CW: For the fans who’re reading, they’ll know about Young the Giant’s In The Open sessions, where the band performs a stripped-down version of one of your songs in a natural space and publishes it to YouTube. Is there anything like that in the works for the new music?
FC: We need to figure that stuff out for this record. That’s one of my favorite things about Young the Giant, is that it’s so fun to take a song that you made in the studio, and you have to figure out how to play it live, and then [for In the Open] you’re working to create another iteration and ideally make it look cool. It’s a super collaborative project.

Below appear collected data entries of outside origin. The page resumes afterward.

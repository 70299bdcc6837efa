//! Hashing utilities for cache fingerprints and published checksums.

use sha2::{Digest, Sha256};

/// Compute SHA256 hash of a byte slice.
pub fn sha256_bytes(data: &[u8]) -> String {
    let mut hasher = Sha256::new();
    hasher.update(data);
    hex::encode(hasher.finalize())
}

/// A hasher for building fingerprints from multiple components.
///
/// Components are NUL-separated so `["ab", "c"]` and `["a", "bc"]` differ.
#[derive(Default)]
pub struct Fingerprint {
    hasher: Sha256,
}

impl Fingerprint {
    /// Create a new fingerprint builder.
    pub fn new() -> Self {
        Fingerprint {
            hasher: Sha256::new(),
        }
    }

    /// Add a string component to the fingerprint.
    pub fn update_str(&mut self, s: &str) -> &mut Self {
        self.hasher.update(s.as_bytes());
        self.hasher.update(b"\0");
        self
    }

    /// Add a set of strings; order and duplicates do not matter.
    pub fn update_set<'a>(&mut self, items: impl IntoIterator<Item = &'a str>) -> &mut Self {
        let mut sorted: Vec<&str> = items.into_iter().collect();
        sorted.sort_unstable();
        sorted.dedup();
        self.update_str(&sorted.len().to_string());
        for s in sorted {
            self.update_str(s);
        }
        self
    }

    /// Add an optional string component.
    pub fn update_opt(&mut self, opt: Option<&str>) -> &mut Self {
        match opt {
            Some(s) => {
                self.hasher.update(b"\x01");
                self.update_str(s);
            }
            None => {
                self.hasher.update(b"\x00");
            }
        }
        self
    }

    /// Finalize and return the fingerprint as a hex string.
    pub fn finish(self) -> String {
        hex::encode(self.hasher.finalize())
    }

    /// Finalize and return a short fingerprint (first 16 chars).
    pub fn finish_short(self) -> String {
        self.finish()[..16].to_string()
    }
}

Alex Shahmiri, he’s the guy who started it, and is one of our friends from high school. He was one of our first tour managers. He was an awful tour manager, but he was free and he said he would take pictures, so we brought him out and that’s how it [In the Open] came about. We were driving in the van through the Bonneville Salt Flats, and thought “This looks cool, let’s just try a song.” It sounded kind of crappy at first but people really responded to it. So as the years have gone by, we’ve tried to keep it fresh. We don’t want to do the same exact thing every time, but also keep it true to what it is. And then getting a couple more people involved, like our friend Josh Stein has started to help with editing…so yeah, we’re starting to have conversations about when we can do that this time around.